Ja, das ist möglich. Lautes Stöhnen, Wimmern und Äußerungen wie „es ist schlimm und schwer zu sterben“ können Anzeichen dafür sein, dass jemand Schmerzen, Angst, Atemnot oder andere belastende Symptome hat. In der Sterbephase ist es besonders wichtig, auf solche Zeichen zu achten, da viele Menschen ihre Beschwerden nicht mehr klar ausdrücken können.
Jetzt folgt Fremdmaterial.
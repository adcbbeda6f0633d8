use std::time::{Duration, SystemTime};

use serde::de::DeserializeOwned;
use tardy_core::{
    Backend, BackendError, BackendErrorKind, Job, JobId, JobInfo, WorkerInfo,
};

use crate::PgDateTime;

/// Claims older than this are considered abandoned by a crashed worker.
pub const DEFAULT_MAX_RUN_TIME: Duration = Duration::from_secs(4 * 60 * 60);

// SQLSTATEs worth retrying: deadlock, serialization failure, lock not
// available, query canceled (statement/lock timeout).
const TRANSIENT_SQLSTATES: &[&str] = &["40P01", "40001", "55P03", "57014"];

/// Categorize a database error for the worker's retry decisions.
pub fn classify(error: &sqlx::Error) -> BackendErrorKind {
    match error {
        sqlx::Error::Database(db) => match db.code().as_deref() {
            Some(code) if TRANSIENT_SQLSTATES.contains(&code) || code.starts_with("08") => {
                BackendErrorKind::Transient
            }
            // integrity violation, data exception, syntax or access rule
            Some(code) if ["23", "22", "42"].iter().any(|class| code.starts_with(class)) => {
                BackendErrorKind::Permanent
            }
            _ => BackendErrorKind::Unknown,
        },
        sqlx::Error::PoolTimedOut | sqlx::Error::Io(_) => BackendErrorKind::Transient,
        sqlx::Error::RowNotFound
        | sqlx::Error::PoolClosed
        | sqlx::Error::TypeNotFound { .. }
        | sqlx::Error::ColumnNotFound(_)
        | sqlx::Error::ColumnIndexOutOfBounds { .. }
        | sqlx::Error::ColumnDecode { .. }
        | sqlx::Error::Decode(_)
        | sqlx::Error::Encode(_) => BackendErrorKind::Permanent,
        _ => BackendErrorKind::Unknown,
    }
}

fn db_error(error: sqlx::Error) -> BackendError {
    BackendError::new(classify(&error), error)
}

macro_rules! job_columns {
    () => {
        "id, name, queue, priority, attempts, max_attempts, job_data, last_error, \
         run_at, locked_at, locked_by, failed_at"
    };
}

// $1 now, $2 worker name, $3 stale lock cutoff, $4 queues, $5 min priority,
// $6 max priority
macro_rules! available_filter {
    () => {
        "failed_at IS NULL \
         AND run_at <= $1 \
         AND (locked_at IS NULL OR locked_by = $2 OR locked_at < $3) \
         AND (cardinality($4::text[]) = 0 OR queue = ANY($4)) \
         AND ($5::integer IS NULL OR priority >= $5) \
         AND ($6::integer IS NULL OR priority <= $6)"
    };
}

const FIND_AVAILABLE_SQL: &str = concat!(
    "SELECT ",
    job_columns!(),
    " FROM tardy_jobs WHERE ",
    available_filter!(),
    " ORDER BY priority, run_at, id LIMIT $7"
);

const RESERVE_SQL: &str = concat!(
    "WITH candidates AS (SELECT id FROM tardy_jobs WHERE ",
    available_filter!(),
    " ORDER BY priority, run_at, id LIMIT $7 FOR UPDATE SKIP LOCKED) \
     UPDATE tardy_jobs AS jobs SET locked_by = $2, locked_at = $1, updated_at = $1 \
     FROM candidates WHERE jobs.id = candidates.id RETURNING ",
    "jobs.id, jobs.name, jobs.queue, jobs.priority, jobs.attempts, jobs.max_attempts, \
     jobs.job_data, jobs.last_error, jobs.run_at, jobs.locked_at, jobs.locked_by, \
     jobs.failed_at"
);

const DESTROY_SQL: &str = "DELETE FROM tardy_jobs WHERE id = $1";

const PERSIST_FAILURE_SQL: &str = "UPDATE tardy_jobs \
     SET attempts = $2, last_error = $3, run_at = $4, \
         locked_at = NULL, locked_by = NULL, updated_at = now() \
     WHERE id = $1";

const MARK_FAILED_SQL: &str = "UPDATE tardy_jobs \
     SET attempts = $2, last_error = $3, failed_at = $4, \
         locked_at = NULL, locked_by = NULL, updated_at = now() \
     WHERE id = $1";

const CLEAR_LOCKS_SQL: &str =
    "UPDATE tardy_jobs SET locked_at = NULL, locked_by = NULL WHERE locked_by = $1";

#[derive(Debug, sqlx::FromRow)]
struct JobRow {
    id: i64,
    name: String,
    queue: Option<String>,
    priority: i32,
    attempts: i32,
    max_attempts: Option<i32>,
    job_data: serde_json::Value,
    last_error: Option<String>,
    run_at: PgDateTime,
    locked_at: Option<PgDateTime>,
    locked_by: Option<String>,
    failed_at: Option<PgDateTime>,
}

impl JobRow {
    fn into_parts(self) -> (JobInfo, serde_json::Value) {
        let info = JobInfo {
            id: JobId(self.id),
            name: self.name,
            attempts: u32::try_from(self.attempts).unwrap_or(0),
            max_attempts: self.max_attempts.and_then(|max| u32::try_from(max).ok()),
            last_error: self.last_error,
            priority: self.priority,
            queue: self.queue,
            run_at: self.run_at.0,
            locked_by: self.locked_by,
            locked_at: self.locked_at.map(|at| at.0),
            failed_at: self.failed_at.map(|at| at.0),
        };
        (info, self.job_data)
    }
}

fn attempts_column(job: &JobInfo) -> i32 {
    i32::try_from(job.attempts).unwrap_or(i32::MAX)
}

/// Backend for claiming and finalizing jobs stored in postgres.
///
/// `T` is the payload type; rows whose `job_data` does not deserialize into
/// `T` are marked failed by `reserve` instead of being handed to the worker.
#[derive(Debug)]
pub struct PostgresBackend<T> {
    pool: sqlx::PgPool,
    max_run_time: Duration,
    marker: std::marker::PhantomData<fn() -> T>,
}

impl<T> Clone for PostgresBackend<T> {
    fn clone(&self) -> Self {
        Self {
            pool: self.pool.clone(),
            max_run_time: self.max_run_time,
            marker: std::marker::PhantomData,
        }
    }
}

impl<T> PostgresBackend<T> {
    pub const fn new(pool: sqlx::PgPool) -> Self {
        Self {
            pool,
            max_run_time: DEFAULT_MAX_RUN_TIME,
            marker: std::marker::PhantomData,
        }
    }

    /// Change how long a claim is honoured before other workers may take
    /// the job over.
    pub fn max_run_time(self, max_run_time: Duration) -> Self {
        Self {
            max_run_time,
            ..self
        }
    }

    pub fn pool(&self) -> &sqlx::PgPool {
        &self.pool
    }

    fn stale_cutoff(&self, now: SystemTime) -> PgDateTime {
        PgDateTime(
            now.checked_sub(self.max_run_time)
                .unwrap_or(SystemTime::UNIX_EPOCH),
        )
    }

    async fn write_permanent_failure(&self, job: &JobInfo) -> Result<(), BackendError> {
        let failed_at = job.failed_at.unwrap_or_else(SystemTime::now);
        sqlx::query(MARK_FAILED_SQL)
            .bind(job.id.0)
            .bind(attempts_column(job))
            .bind(job.last_error.as_deref())
            .bind(PgDateTime(failed_at))
            .execute(&self.pool)
            .await
            .map_err(db_error)?;
        Ok(())
    }
}

/// Split rows into jobs and the rows whose payload does not deserialize.
fn decode_rows<T>(rows: Vec<JobRow>) -> (Vec<Job<T>>, Vec<(JobInfo, serde_json::Error)>)
where
    T: DeserializeOwned,
{
    let mut jobs = Vec::with_capacity(rows.len());
    let mut undecodable = Vec::new();
    for row in rows {
        let (info, value) = row.into_parts();
        match serde_json::from_value::<T>(value) {
            Ok(data) => jobs.push(Job::from_parts(info, data)),
            Err(error) => undecodable.push((info, error)),
        }
    }
    (jobs, undecodable)
}

impl<T> Backend for PostgresBackend<T>
where
    T: DeserializeOwned + Send + 'static,
{
    type Data = T;

    async fn reserve(
        &self,
        worker: &WorkerInfo,
        batch_size: usize,
    ) -> Result<Vec<Job<T>>, BackendError> {
        let now = SystemTime::now();
        let mut rows: Vec<JobRow> = sqlx::query_as(RESERVE_SQL)
            .bind(PgDateTime(now))
            .bind(&worker.name)
            .bind(self.stale_cutoff(now))
            .bind(&worker.queues)
            .bind(worker.min_priority)
            .bind(worker.max_priority)
            .bind(i64::try_from(batch_size).unwrap_or(i64::MAX))
            .fetch_all(&self.pool)
            .await
            .map_err(db_error)?;

        // RETURNING does not keep the CTE's order.
        rows.sort_by_key(|row| (row.priority, row.run_at, row.id));
        tracing::trace!(worker = %worker.name, count = rows.len(), "Locked jobs");

        let (jobs, undecodable) = decode_rows(rows);
        for (mut info, error) in undecodable {
            tracing::error!(
                error = %error,
                job_id = %info.id,
                job_name = %info.name,
                "Failed to decode job payload, marking job failed"
            );
            info.last_error = Some(format!("failed to decode job payload: {error}"));
            info.failed_at = Some(SystemTime::now());
            self.write_permanent_failure(&info).await?;
        }
        Ok(jobs)
    }

    async fn find_available(
        &self,
        worker: &WorkerInfo,
        limit: usize,
        now: SystemTime,
    ) -> Result<Vec<Job<T>>, BackendError> {
        let rows: Vec<JobRow> = sqlx::query_as(FIND_AVAILABLE_SQL)
            .bind(PgDateTime(now))
            .bind(&worker.name)
            .bind(self.stale_cutoff(now))
            .bind(&worker.queues)
            .bind(worker.min_priority)
            .bind(worker.max_priority)
            .bind(i64::try_from(limit).unwrap_or(i64::MAX))
            .fetch_all(&self.pool)
            .await
            .map_err(db_error)?;

        let (jobs, undecodable) = decode_rows(rows);
        for (info, error) in undecodable {
            tracing::warn!(
                error = %error,
                job_id = %info.id,
                job_name = %info.name,
                "Skipping job with undecodable payload"
            );
        }
        Ok(jobs)
    }

    async fn destroy(&self, job: &JobInfo) -> Result<(), BackendError> {
        sqlx::query(DESTROY_SQL)
            .bind(job.id.0)
            .execute(&self.pool)
            .await
            .map_err(db_error)?;
        Ok(())
    }

    async fn persist_failure(&self, job: &JobInfo) -> Result<(), BackendError> {
        sqlx::query(PERSIST_FAILURE_SQL)
            .bind(job.id.0)
            .bind(attempts_column(job))
            .bind(job.last_error.as_deref())
            .bind(PgDateTime(job.run_at))
            .execute(&self.pool)
            .await
            .map_err(db_error)?;
        Ok(())
    }

    async fn mark_permanently_failed(&self, job: &JobInfo) -> Result<(), BackendError> {
        self.write_permanent_failure(job).await
    }

    async fn recover_from(&self, error: &BackendError) -> Result<(), BackendError> {
        if !error.is_transient() {
            return Ok(());
        }
        // A dropped connection is replaced on the next acquire.
        sqlx::query("SELECT 1")
            .execute(&self.pool)
            .await
            .map_err(db_error)?;
        tracing::debug!("Database connection verified after reservation error");
        Ok(())
    }

    async fn clear_locks(&self, worker: &WorkerInfo) -> Result<(), BackendError> {
        let released = sqlx::query(CLEAR_LOCKS_SQL)
            .bind(&worker.name)
            .execute(&self.pool)
            .await
            .map_err(db_error)?;
        tracing::debug!(
            worker = %worker.name,
            released = released.rows_affected(),
            "Released job locks"
        );
        Ok(())
    }
}
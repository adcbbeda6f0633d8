//! Error types shared by the worker and its backends.
//!
//! Backends classify their own failures into a [`BackendErrorKind`] so retry
//! decisions branch on a tag, never on message text.
use crate::job::JobId;

/// Boxed error returned by job handlers and hooks.
pub type BoxError = Box<dyn std::error::Error + Send + Sync + 'static>;

#[derive(Debug, Clone, Copy, PartialEq, Eq, PartialOrd, Ord, Hash)]
/// Categorization of store failures, filled in by the concrete backend.
pub enum BackendErrorKind {
    /// Contention the store expects to clear on its own (deadlock, lock wait
    /// timeout, serialization failure, dropped connection).
    Transient,
    /// Retrying cannot help (constraint violation, bad payload, closed pool).
    Permanent,
    /// The backend could not tell.
    Unknown,
}

#[derive(Debug)]
pub struct BackendError {
    kind: BackendErrorKind,
    inner: BoxError,
}

impl BackendError {
    pub fn new<E>(kind: BackendErrorKind, error: E) -> Self
    where
        E: Into<BoxError>,
    {
        Self {
            kind,
            inner: error.into(),
        }
    }

    pub fn transient<E>(error: E) -> Self
    where
        E: Into<BoxError>,
    {
        Self::new(BackendErrorKind::Transient, error)
    }

    pub fn permanent<E>(error: E) -> Self
    where
        E: Into<BoxError>,
    {
        Self::new(BackendErrorKind::Permanent, error)
    }

    pub fn unknown<E>(error: E) -> Self
    where
        E: Into<BoxError>,
    {
        Self::new(BackendErrorKind::Unknown, error)
    }

    /// Return the category of this error.
    pub fn kind(&self) -> BackendErrorKind {
        self.kind
    }

    pub fn is_transient(&self) -> bool {
        self.kind == BackendErrorKind::Transient
    }
}

impl std::fmt::Display for BackendError {
    fn fmt(&self, f: &mut std::fmt::Formatter<'_>) -> std::fmt::Result {
        self.inner.fmt(f)
    }
}

impl std::error::Error for BackendError {
    fn source(&self) -> Option<&(dyn std::error::Error + 'static)> {
        Some(self.inner.as_ref())
    }
}

/// Error that ends a worker run.
#[derive(Debug)]
pub enum WorkerError {
    /// `reserve` failed `failures` times in a row, reaching the ceiling.
    FatalBackend {
        failures: usize,
        source: BackendError,
    },
    /// Finalizing a job kept failing after the transient retries ran out.
    Store { job_id: JobId, source: BackendError },
}

impl WorkerError {
    /// The backend error behind this failure.
    pub fn backend_error(&self) -> &BackendError {
        match self {
            WorkerError::FatalBackend { source, .. } => source,
            WorkerError::Store { source, .. } => source,
        }
    }
}

impl std::fmt::Display for WorkerError {
    fn fmt(&self, f: &mut std::fmt::Formatter<'_>) -> std::fmt::Result {
        match self {
            WorkerError::FatalBackend { failures, source } => write!(
                f,
                "backend failed {failures} consecutive times while reserving jobs: {source}"
            ),
            WorkerError::Store { job_id, source } => {
                write!(f, "store error while finalizing job {job_id}: {source}")
            }
        }
    }
}

impl std::error::Error for WorkerError {
    fn source(&self) -> Option<&(dyn std::error::Error + 'static)> {
        Some(self.backend_error())
    }
}

/// A job handler panicked.
#[derive(Debug)]
pub struct PanicError {
    message: String,
}

impl PanicError {
    pub(crate) fn from_payload(payload: Box<dyn std::any::Any + Send>) -> Self {
        let message = if let Some(message) = payload.downcast_ref::<&str>() {
            (*message).to_owned()
        } else if let Some(message) = payload.downcast_ref::<String>() {
            message.clone()
        } else {
            "unknown panic payload".to_owned()
        };
        Self { message }
    }
}

impl std::fmt::Display for PanicError {
    fn fmt(&self, f: &mut std::fmt::Formatter<'_>) -> std::fmt::Result {
        write!(f, "job panicked: {}", self.message)
    }
}

impl std::error::Error for PanicError {}
impl<B, F, M, H> Worker<B, F, M, H>
where
    B: Backend + Sync,
    F: JobHandler<M, Data = B::Data>,
    F::Context: Clone,
    M: 'static,
    H: JobHooks,
{
    /// Name recorded as the lock owner of claimed jobs.
    pub fn name(&self) -> &str {
        &self.info.name
    }

    pub fn config(&self) -> &WorkerConfig {
        &self.config
    }

    pub fn backend_ref(&self) -> &B {
        &self.backend
    }

    pub fn failed_reserve_count(&self) -> usize {
        self.failed_reserve_count
    }

    /// Add a shutdown signal, checked between jobs and between polls.
    pub fn with_graceful_shutdown<Signal>(
        self,
        signal: Signal,
    ) -> WorkerWithGracefulShutdown<B, F, M, H, Signal>
    where
        Signal: Future<Output = ()> + Send,
    {
        WorkerWithGracefulShutdown {
            worker: self,
            signal,
        }
    }

    /// Run until `exit_on_complete` sees an empty poll, or until a fatal
    /// error. Without `exit_on_complete` this only returns on error.
    pub async fn run(self) -> Result<(), WorkerError> {
        self.run_until(std::future::pending::<()>()).await
    }

    /// Poll at most `iterations` times, stopping early once a poll yields
    /// no jobs. Backend failures count toward the ceiling across calls.
    pub async fn work_off(&mut self, iterations: usize) -> Result<WorkOff, WorkerError> {
        let mut stop = StopSignal::new(std::future::pending::<()>());
        let mut total = WorkOff::default();
        for _ in 0..iterations {
            match self.work_off_once(&mut stop).await? {
                Some(report) => total += report,
                None => break,
            }
        }
        Ok(total)
    }

    /// Log `message` about `job` at the configured level.
    pub fn job_say(&self, job: &JobInfo, message: &str) {
        self.job_say_at(job, message, self.config.log_level);
    }

    pub fn job_say_at(&self, job: &JobInfo, message: &str, level: Level) {
        say(level, &self.info.name, &job_message(job, message));
    }

    async fn run_until<Signal>(mut self, signal: Signal) -> Result<(), WorkerError>
    where
        Signal: Future,
    {
        let mut stop = StopSignal::new(signal);
        tracing::info!(worker = %self.info.name, "Starting job worker");

        let result = self.run_loop(&mut stop).await;

        if let Err(error) = self.backend.clear_locks(&self.info).await {
            tracing::error!(error = %error, worker = %self.info.name, "Failed to clear job locks");
        }
        match &result {
            Ok(()) => tracing::info!(worker = %self.info.name, "Exiting job worker"),
            Err(error) => {
                tracing::error!(error = %error, worker = %self.info.name, "Job worker stopped")
            }
        }
        result
    }

    async fn run_loop<Signal>(&mut self, stop: &mut StopSignal<Signal>) -> Result<(), WorkerError>
    where
        Signal: Future,
    {
        loop {
            if stop.is_requested() {
                return Ok(());
            }

            let started = Instant::now();
            match self.work_off_once(stop).await? {
                Some(report) => {
                    let elapsed = started.elapsed().as_secs_f64();
                    let rate = if elapsed > 0.0 {
                        report.total() as f64 / elapsed
                    } else {
                        0.0
                    };
                    tracing::info!(
                        worker = %self.info.name,
                        "{} jobs processed at {:.4} j/s, {} failed",
                        report.total(),
                        rate,
                        report.failed
                    );
                }
                None if self.config.exit_on_complete => {
                    tracing::info!(worker = %self.info.name, "No more jobs available. Exiting");
                    return Ok(());
                }
                None => {
                    if stop.sleep(self.config.sleep_delay).await {
                        return Ok(());
                    }
                }
            }
        }
    }

    /// One poll. `None` when nothing was claimed (empty or failed poll).
    async fn work_off_once<Signal>(
        &mut self,
        stop: &mut StopSignal<Signal>,
    ) -> Result<Option<WorkOff>, WorkerError>
    where
        Signal: Future,
    {
        let jobs = self.reserve_jobs().await?;
        if jobs.is_empty() {
            return Ok(None);
        }
        self.drain_batch(jobs, stop).await.map(Some)
    }

    async fn reserve_jobs(&mut self) -> Result<Vec<Job<B::Data>>, WorkerError> {
        let reserved = self
            .backend
            .reserve(&self.info, self.config.read_ahead)
            .await;

        match reserved {
            Ok(jobs) => {
                self.failed_reserve_count = 0;
                tracing::trace!(worker = %self.info.name, count = jobs.len(), "Reserved jobs");
                Ok(jobs)
            }
            Err(error) => {
                tracing::error!(error = %error, worker = %self.info.name, "Error while reserving job");
                if let Err(recover_error) = self.backend.recover_from(&error).await {
                    tracing::error!(
                        error = %recover_error,
                        worker = %self.info.name,
                        "Backend failed to recover from reservation error"
                    );
                }

                self.failed_reserve_count += 1;
                if self.failed_reserve_count >= self.config.max_backend_failures {
                    return Err(WorkerError::FatalBackend {
                        failures: self.failed_reserve_count,
                        source: error,
                    });
                }
                Ok(Vec::new())
            }
        }
    }

    /// Run a claimed batch with at most `concurrency` jobs in flight.
    ///
    /// A store error does not abandon the rest of the batch; the first one
    /// is returned once every started job has been finalized.
    async fn drain_batch<Signal>(
        &self,
        jobs: Vec<Job<B::Data>>,
        stop: &mut StopSignal<Signal>,
    ) -> Result<WorkOff, WorkerError>
    where
        Signal: Future,
    {
        let concurrency = self.config.concurrency.max(1);
        let mut pending = jobs.into_iter();
        let mut in_flight = FuturesUnordered::new();
        let mut report = WorkOff::default();
        let mut first_error = None;

        loop {
            while in_flight.len() < concurrency && !stop.is_requested() {
                let Some(job) = pending.next() else {
                    break;
                };
                in_flight.push(self.run_job(job));
            }

            let Some(outcome) = in_flight.next().await else {
                break;
            };
            match outcome {
                Ok(JobOutcome::Succeeded) => report.succeeded += 1,
                Ok(JobOutcome::Failed) => report.failed += 1,
                Err(error) => {
                    first_error.get_or_insert(error);
                }
            }
        }

        if pending.len() > 0 {
            // Still locked by us; `clear_locks` hands them back on exit.
            tracing::debug!(
                worker = %self.info.name,
                skipped = pending.len(),
                "Shutdown requested, leaving claimed jobs unstarted"
            );
        }

        match first_error {
            Some(error) => Err(error),
            None => Ok(report),
        }
    }

    async fn run_job(&self, job: Job<B::Data>) -> Result<JobOutcome, WorkerError> {
        let (data, info) = job.split_parts();
        self.job_say(&info, "RUNNING");
        self.run_hook(&info, "before", self.hooks.before(&info));

        let started = Instant::now();
        let invocation = self.handler.clone().call(data, self.context.clone());
        let result = AssertUnwindSafe(invocation)
            .catch_unwind()
            .await
            .unwrap_or_else(|panic| Err(Box::new(PanicError::from_payload(panic)) as BoxError));

        match &result {
            Ok(()) => self.run_hook(&info, "success", self.hooks.success(&info)),
            Err(error) => self.run_hook(&info, "error", self.hooks.error(&info, error)),
        }
        self.run_hook(&info, "after", self.hooks.after(&info));

        match result {
            Ok(()) => self.complete(info, started).await,
            Err(error) => self.handle_failed_job(info, error).await,
        }
    }

    async fn complete(&self, mut info: JobInfo, started: Instant) -> Result<JobOutcome, WorkerError> {
        let destroyed = self
            .finalize(&info, "destroy", || self.backend.destroy(&info))
            .await;

        if let Err(error) = destroyed {
            // The attempt count stays: the handler itself succeeded.
            info.last_error = Some(error.to_string());
            self.job_say_at(&info, &format!("could not be removed: {error}"), Level::ERROR);
            if let Err(persist_error) = self.backend.persist_failure(&info).await {
                tracing::error!(
                    error = %persist_error,
                    job_id = %info.id,
                    "Failed to record store error on job"
                );
            }
            return Err(WorkerError::Store {
                job_id: info.id,
                source: error,
            });
        }

        self.job_say(
            &info,
            &format!("COMPLETED after {:.4}", started.elapsed().as_secs_f64()),
        );
        Ok(JobOutcome::Succeeded)
    }

    async fn handle_failed_job(
        &self,
        mut info: JobInfo,
        error: BoxError,
    ) -> Result<JobOutcome, WorkerError> {
        let now = SystemTime::now();
        let decision = self.policy.on_job_failure(&info, now);
        info.last_error = Some(error.to_string());

        let finalized = match decision {
            JobFailureDecision::Reschedule { attempts, run_at } => {
                info.attempts = attempts;
                info.run_at = run_at;
                self.job_say_at(
                    &info,
                    &format!("failed with {error} - {attempts} failed attempts"),
                    Level::ERROR,
                );
                self.finalize(&info, "persist_failure", || {
                    self.backend.persist_failure(&info)
                })
                .await
            }
            JobFailureDecision::Fail { attempts } => {
                info.attempts = attempts;
                info.failed_at = Some(now);
                self.job_say_at(
                    &info,
                    &format!("REMOVED permanently because of {attempts} consecutive failures"),
                    Level::ERROR,
                );
                self.run_hook(&info, "failure", self.hooks.failure(&info));
                self.finalize(&info, "mark_permanently_failed", || {
                    self.backend.mark_permanently_failed(&info)
                })
                .await
            }
        };

        finalized.map_err(|source| WorkerError::Store {
            job_id: info.id,
            source,
        })?;
        Ok(JobOutcome::Failed)
    }

    /// Run a store write, repeating it while the policy calls the error
    /// transient and retries remain.
    async fn finalize<Op, Fut>(
        &self,
        job: &JobInfo,
        action: &'static str,
        mut op: Op,
    ) -> Result<(), BackendError>
    where
        Op: FnMut() -> Fut,
        Fut: Future<Output = Result<(), BackendError>>,
    {
        let mut retries = 0;
        loop {
            let error = match op().await {
                Ok(()) => return Ok(()),
                Err(error) => error,
            };
            match self.policy.on_store_error(retries, &error) {
                StoreErrorDecision::Retry => {
                    retries += 1;
                    tracing::warn!(
                        error = %error,
                        job_id = %job.id,
                        action,
                        retries,
                        "Transient store error, retrying"
                    );
                }
                StoreErrorDecision::Raise => return Err(error),
            }
        }
    }

    fn run_hook(&self, job: &JobInfo, hook: &'static str, result: Result<(), BoxError>) {
        if let Err(error) = result {
            tracing::warn!(error = %error, job_id = %job.id, hook, "Job hook failed");
        }
    }
}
Es muss nicht immer nur an zu wenig Schmerzmittel liegen – auch Angst, Unruhe, Luftnot oder andere Beschwerden können solche Reaktionen auslösen. Dennoch sollte in so einer Situation unbedingt das medizinische Team (z. B. Hausarzt, Palliativdienst, Hospizteam) informiert werden, damit die Symptome professionell eingeschätzt und gelindert werden können. Oft kann eine Anpassung der Medikation (z. B. mehr oder andere Schmerzmittel, Beruhigungsmittel, Medikamente gegen Atemnot) helfen, das Leiden zu lindern. Wichtig: Niemand sollte in den letzten Stunden unnötig leiden müssen. Es gibt heute viele Möglichkeiten, Beschwerden am Lebensende zu behandeln. Bitte hole dir in so einer Situation immer ärztliche oder palliative Unterstützung.